Abortion: how things stand in US as court prepares to rule

·3-min read

The Supreme Court is expected to deliver an opinion by the end of June that could roll back 50 years of abortion rights in the United States.

This is the state of affairs in the country ahead of the much-anticipated ruling by the nation's highest court:

- Roe v. Wade -

In the absence of any federal laws, it is the 1973 ruling in the landmark Supreme Court case known as Roe v. Wade that guarantees a woman's right to an abortion in the United States.

A 1992 court decision, in Planned Parenthood v. Casey, protects access to abortion until "viability," when the fetus can survive outside the womb, typically between 22 and 24 weeks of pregnancy.

States are also not allowed to enact any laws that would impose an "undue burden" on a woman seeking an abortion.

This legal framework could be upended soon.

According to a draft opinion leaked in May, the conservative majority on the nine-member court is prepared to overturn Roe v. Wade.

"We hold that Roe and Casey must be overruled," the author of the opinion, Justice Samuel Alito, wrote. "It is time to heed the Constitution and return the issue of abortion to the people's elected representatives."

Anticipating a reversal, lawmakers in 13 Republican-ruled states have already adopted so-called "trigger" laws that would ban abortion if the Supreme Court overturns Roe v. Wade.

- Patchwork -

Conservative states have long tested the limits of the "undue burden" standard to impose laws restricting abortion, forcing many clinics to close their doors.

The states of West Virginia and Mississippi, for example, each have only one abortion clinic, while there are more than 150 in California.
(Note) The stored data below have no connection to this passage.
//! Batch scanning of fetched odds.

use std::time::Instant;

use tracing::{debug, info, instrument};

use super::detector::OpportunityDetector;
use super::opportunity::ArbitrageOpportunity;
use super::refresh::{RefreshOutcome, RefreshTarget};
use crate::metrics;
use crate::odds::OddsBatch;
use crate::preferences::UserArbitragePreferences;

/// Runs the detector over every snapshot of every batch.
#[derive(Debug, Clone, Default)]
pub struct Scanner {
    detector: OpportunityDetector,
}

impl Scanner {
    /// Create a scanner around a detector.
    pub fn new(detector: OpportunityDetector) -> Self {
        Self { detector }
    }

    /// The wrapped detector.
    pub fn detector(&self) -> &OpportunityDetector {
        &self.detector
    }

    /// Every opportunity meeting the user's threshold, best margin first.
    #[instrument(skip_all, fields(batches = batches.len()))]
    pub fn scan(
        &self,
        batches: &[OddsBatch],
        prefs: &UserArbitragePreferences,
    ) -> Vec<ArbitrageOpportunity> {
        let start = Instant::now();
        let mut scanned = 0u64;
        let mut found = Vec::new();

        for batch in batches {
            for snapshot in batch.snapshots.iter() {
                scanned += 1;
                let Some(opportunity) = self.detector.find_best_opportunity(
                    snapshot,
                    batch.market,
                    &prefs.eligible_bookmakers,
                    prefs.stake_amount,
                ) else {
                    continue;
                };

                if prefs.meets_threshold(opportunity.profit_margin_percent) {
                    found.push(opportunity);
                } else {
                    debug!(
                        matchup = %opportunity.matchup(),
                        margin = opportunity.profit_margin_percent,
                        threshold = prefs.min_profit_threshold_percent,
                        "Opportunity below profit threshold"
                    );
                }
            }
        }

        found.sort_by(|a, b| b.profit_margin_percent.total_cmp(&a.profit_margin_percent));

        metrics::inc_snapshots_scanned(scanned);
        metrics::inc_opportunities_detected(found.len() as u64);
        metrics::record_opportunity_detection_latency(start);

        info!(
            snapshots = scanned,
            opportunities = found.len(),
            elapsed_ms = start.elapsed().as_millis() as u64,
            "Scan complete"
        );

        found
    }

    /// The single best opportunity, if any.
    pub fn scan_best(
        &self,
        batches: &[OddsBatch],
        prefs: &UserArbitragePreferences,
    ) -> Option<ArbitrageOpportunity> {
        self.scan(batches, prefs).into_iter().next()
    }

    /// Re-run detection for one event in a freshly fetched batch.
    #[instrument(skip_all, fields(target = %target))]
    pub fn refresh(
        &self,
        batch: &OddsBatch,
        target: &RefreshTarget,
        prefs: &UserArbitragePreferences,
    ) -> RefreshOutcome {
        let Some(snapshot) = batch.snapshots.iter().find(|s| target.matches(s)) else {
            debug!(events = batch.snapshots.len(), "Refresh target not in fresh odds");
            return RefreshOutcome::MatchNotFound;
        };

        match self.detector.find_best_opportunity(
            snapshot,
            target.market,
            &prefs.eligible_bookmakers,
            prefs.stake_amount,
        ) {
            Some(opportunity) if prefs.meets_threshold(opportunity.profit_margin_percent) => {
                info!(margin = opportunity.profit_margin_percent, "Opportunity still available");
                RefreshOutcome::Found(Box::new(opportunity))
            }
            _ => RefreshOutcome::NoLongerAvailable,
        }
    }
}

#[cfg(test)]
mod tests {
    use super::*;
    use crate::odds::{BookmakerQuote, MarketKey, MarketQuote, OddsSnapshot, Outcome};
    use rust_decimal_macros::dec;
    use std::sync::Arc;
    use time::macros::datetime;

    fn event(home: &str, away: &str, a: (f64, f64), b: (f64, f64)) -> OddsSnapshot {
        let book = |id: &str, (p0, p1): (f64, f64)| {
            BookmakerQuote::new(id).with_market(
                MarketKey::H2h,
                MarketQuote::new(
                    MarketKey::H2h,
                    vec![Outcome::new(home, p0).unwrap(), Outcome::new(away, p1).unwrap()],
                )
                .unwrap(),
            )
        };
        OddsSnapshot::new(
            "soccer_epl",
            home,
            away,
            datetime!(2026-10-24 14:00 UTC),
            vec![book("1xBet", a), book("Dafabet", b)],
        )
    }

    fn batch(snapshots: Vec<OddsSnapshot>) -> OddsBatch {
        OddsBatch::new("soccer_epl", MarketKey::H2h, Arc::new(snapshots))
    }

    #[test]
    fn sorts_by_margin_and_applies_threshold() {
        let batches = vec![batch(vec![
            // ~0.25% margin, below the default threshold.
            event("Arsenal", "Chelsea", (2.01, 1.9), (1.8, 2.0)),
            // ~4.5%.
            event("Liverpool", "Everton", (2.0, 1.8), (1.7, 2.2)),
            // ~9%.
            event("Spurs", "Fulham", (2.2, 1.8), (1.7, 2.2)),
            // None.
            event("Leeds", "Wolves", (1.9, 1.9), (1.9, 1.9)),
        ])];

        let found = Scanner::default().scan(&batches, &UserArbitragePreferences::default());

        assert_eq!(found.len(), 2);
        assert_eq!(found[0].home_team, "Spurs");
        assert_eq!(found[1].home_team, "Liverpool");
    }

    #[test]
    fn zero_threshold_keeps_small_margins() {
        let batches = vec![batch(vec![event("Arsenal", "Chelsea", (2.01, 1.9), (1.8, 2.0))])];
        let prefs = UserArbitragePreferences {
            min_profit_threshold_percent: 0.0,
            ..Default::default()
        };

        assert!(Scanner::default().scan_best(&batches, &prefs).is_some());
    }

    #[test]
    fn refresh_reports_each_outcome() {
        let scanner = Scanner::default();
        let prefs = UserArbitragePreferences::default();
        let target = RefreshTarget::new("soccer_epl", MarketKey::H2h, "Liverpool", "Everton");

        let live = batch(vec![
            event("Arsenal", "Chelsea", (1.9, 1.9), (1.9, 1.9)),
            event("Liverpool", "Everton", (2.0, 1.8), (1.7, 2.2)),
        ]);
        let refreshed = scanner.refresh(&live, &target, &prefs);
        let opportunity = refreshed.opportunity().unwrap();
        assert_eq!(opportunity.home_team, "Liverpool");
        assert_eq!(opportunity.bookmaker_b, "Dafabet");

        let closed = batch(vec![event("Liverpool", "Everton", (1.9, 1.9), (1.9, 1.9))]);
        assert_eq!(scanner.refresh(&closed, &target, &prefs), RefreshOutcome::NoLongerAvailable);

        let gone = batch(vec![event("Arsenal", "Chelsea", (2.0, 1.8), (1.7, 2.2))]);
        assert_eq!(scanner.refresh(&gone, &target, &prefs), RefreshOutcome::MatchNotFound);
    }

    #[test]
    fn refresh_applies_profit_threshold() {
        let target = RefreshTarget::new("soccer_epl", MarketKey::H2h, "Arsenal", "Chelsea");
        // ~0.25% margin.
        let thin = batch(vec![event("Arsenal", "Chelsea", (2.01, 1.9), (1.8, 2.0))]);

        let outcome = Scanner::default().refresh(&thin, &target, &UserArbitragePreferences::default());

        assert_eq!(outcome, RefreshOutcome::NoLongerAvailable);
    }

    #[test]
    fn ineligible_bookmakers_yield_nothing() {
        let batches = vec![batch(vec![event("Liverpool", "Everton", (2.0, 1.8), (1.7, 2.2))])];
        let prefs = UserArbitragePreferences::new(dec!(1000), 0.5, ["1xBet", "Melbet"]).unwrap();

        assert!(Scanner::default().scan(&batches, &prefs).is_empty());
    }
}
Some states force minors to have parental consent before undergoing an abortion or to listen to the heartbeat of the embryo.

Since September 1, Texas, following a long legal battle, has banned abortions after six weeks, before many women even know they are pregnant.

Money is another factor.

Nearly a dozen states ban private medical insurance plans from reimbursing abortions.

But 15 other states dip into public funds to help low-income women pay for the procedure.

- Poverty and minorities -

There were more than 930,000 abortions in the United States in 2020, according to the latest statistics from the Guttmacher Institute, which has noted a recent increase after 30 years of steady decline.

This amounts to 14.4 abortions for every 1,000 women of procreative age, about the same as in most developed countries.

Nearly 50 percent of the women seeking abortions live below the poverty line and Black and Hispanic women are overrepresented as a proportion of the population -- 29 percent and 25 percent respectively.

According to the US Centers for Disease Control and Prevention, 92.2 percent of abortions in the United States take place in the first trimester.

- Divided opinion -

More than 60 percent of Americans believe abortion should remain legal in all or most cases, a figure that has remained relatively stable for the past few years, according to a survey by the Pew Research Center.

But there are enormous differences based on political persuasion: 80 percent of Democrats believe abortion should remain legal in all or most cases while just 35 percent of Republicans do.

And the divide is widening. Those figures were 72 percent and 39 percent, respectively, in 2016.

Religious conviction also plays a large role. Seventy-seven percent of white evangelicals believe abortion should be illegal in most cases.

- A conservative offensive -

During the 2016 presidential campaign, Republican Donald Trump managed to attract many voters on the religious right with his promise to name justices to the Supreme Court who shared their values and would notably be prepared to strike down Roe v. Wade.

During his four years in the White House, Trump nominated three justices to the court, giving conservatives a solid 6-3 majority.

Their arrival spurred Republican state lawmakers to pass increasingly restrictive abortion laws, several of which eventually made their way to the nation's highest court.